RECORD EXCERPTS:
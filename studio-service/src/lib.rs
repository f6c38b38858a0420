pub mod auth;
pub mod config;
pub mod dtos;
pub mod handlers;
pub mod middleware;
pub mod models;
pub mod store;
pub mod utils;

use axum::{
    extract::{DefaultBodyLimit, State},
    http::{header, HeaderValue, Method},
    middleware::{from_fn, from_fn_with_state},
    routing::{get, post},
    Json, Router,
};
use service_core::error::AppError;
use service_core::middleware::{
    security_headers::security_headers_middleware, tracing::request_id_middleware,
};
use std::sync::Arc;
use tower_http::{cors::CorsLayer, services::ServeDir, trace::TraceLayer};

use crate::auth::{Actor, AuthorizationGate, Identity, ResourceScope, SessionResolver, TokenCodec};
use crate::config::StudioConfig;
use crate::store::StudioStore;
use crate::utils::uploads::UPLOADS_URL_PREFIX;

/// Multipart framing allowance on top of the configured file size.
const MULTIPART_OVERHEAD_BYTES: usize = 64 * 1024;

#[derive(Clone)]
pub struct AppState {
    pub config: StudioConfig,
    pub store: Arc<dyn StudioStore>,
    pub sessions: SessionResolver,
    pub gate: AuthorizationGate,
}

impl AppState {
    /// Wire the resolver and gate to a single store handle.
    pub fn new(config: StudioConfig, store: Arc<dyn StudioStore>) -> Self {
        let codec = TokenCodec::new(
            config.session.secret.as_ref(),
            config.session.max_age_seconds,
        );

        Self {
            sessions: SessionResolver::new(codec, store.clone()),
            gate: AuthorizationGate::new(store.clone()),
            store,
            config,
        }
    }

    /// Authorize `identity` for `scope`, mapping a denial to its HTTP error.
    pub async fn authorize(
        &self,
        identity: &Identity,
        scope: ResourceScope,
    ) -> Result<Actor, AppError> {
        self.gate.authorize(identity, &scope).await?.into_result()
    }
}

pub fn build_router(state: AppState) -> Router {
    use handlers::{auth, clients, pages, relationships, students};

    let upload_limit = state.config.uploads.max_bytes + MULTIPART_OVERHEAD_BYTES;

    let api_routes = Router::new()
        .route("/api/auth/login", post(auth::login))
        .route("/api/auth/signup", post(auth::signup))
        .route("/api/auth/check-user", post(auth::check_user))
        .route("/api/auth/set-password", post(auth::set_password))
        .route("/api/auth/logout", post(auth::logout))
        .route("/api/auth/user", get(auth::current_user))
        .route(
            "/api/studios/:studio_id/clients",
            get(clients::list_clients),
        )
        .route(
            "/api/clients/:client_id",
            get(clients::get_client).patch(clients::update_client),
        )
        .route(
            "/api/studio-instructors/:link_id/approval",
            post(relationships::set_instructor_approval),
        )
        .route(
            "/api/studio-students/:link_id/approval",
            post(relationships::set_student_approval),
        )
        .route("/api/students/:student_id", get(students::get_student))
        .route(
            "/api/students/:student_id/profile-picture",
            post(students::upload_profile_picture).layer(DefaultBodyLimit::max(upload_limit)),
        );

    let mut page_routes = Router::new()
        .route("/", get(pages::app_shell))
        .route("/login", get(pages::app_shell))
        .route("/signup", get(pages::app_shell))
        .route("/profile", get(pages::app_shell));
    for section in [
        "/dashboard",
        "/studios",
        "/clients",
        "/lessons",
        "/homework",
        "/notebook",
        "/exercises",
    ] {
        page_routes = page_routes
            .route(section, get(pages::app_shell))
            .route(&format!("{}/*rest", section), get(pages::app_shell));
    }

    let cors = CorsLayer::new()
        .allow_origin(
            state
                .config
                .security
                .allowed_origins
                .iter()
                .filter_map(|o| match o.parse::<HeaderValue>() {
                    Ok(v) => Some(v),
                    Err(e) => {
                        tracing::error!("Invalid CORS origin '{}': {}. Skipping.", o, e);
                        None
                    }
                })
                .collect::<Vec<HeaderValue>>(),
        )
        .allow_methods([Method::GET, Method::POST, Method::PATCH, Method::OPTIONS])
        .allow_headers([header::CONTENT_TYPE, header::ACCEPT])
        .allow_credentials(true);

    Router::new()
        .route("/health", get(health_check))
        .merge(api_routes)
        .merge(page_routes)
        .nest_service("/static", ServeDir::new(&state.config.static_dir))
        .nest_service(UPLOADS_URL_PREFIX, ServeDir::new(&state.config.uploads.dir))
        .with_state(state.clone())
        // Coarse per-path authentication
        .layer(from_fn_with_state(
            state.clone(),
            middleware::edge_filter_middleware,
        ))
        .layer(TraceLayer::new_for_http().make_span_with(
            |request: &axum::http::Request<_>| {
                let request_id = request
                    .headers()
                    .get("x-request-id")
                    .and_then(|value| value.to_str().ok())
                    .unwrap_or("-");

                tracing::info_span!(
                    "http_request",
                    request_id = %request_id,
                    method = %request.method(),
                    uri = %request.uri().path(),
                    user_id = tracing::field::Empty,
                )
            },
        ))
        .layer(from_fn(request_id_middleware))
        .layer(from_fn(security_headers_middleware))
        .layer(cors)
}

/// Liveness plus a store ping.
pub async fn health_check(
    State(state): State<AppState>,
) -> Result<Json<serde_json::Value>, AppError> {
    state.store.health_check().await.map_err(|e| {
        tracing::error!(error = %e, "Store health check failed");
        e
    })?;

    Ok(Json(serde_json::json!({
        "status": "healthy",
        "service": state.config.service_name,
        "version": state.config.service_version,
    })))
}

WHAT TO DO:
Gather each line of the records holding the string "AppState".

ANSWER TO THE PROBLEM:
pub struct AppState {
impl AppState {
pub fn build_router(state: AppState) -> Router {
    State(state): State<AppState>,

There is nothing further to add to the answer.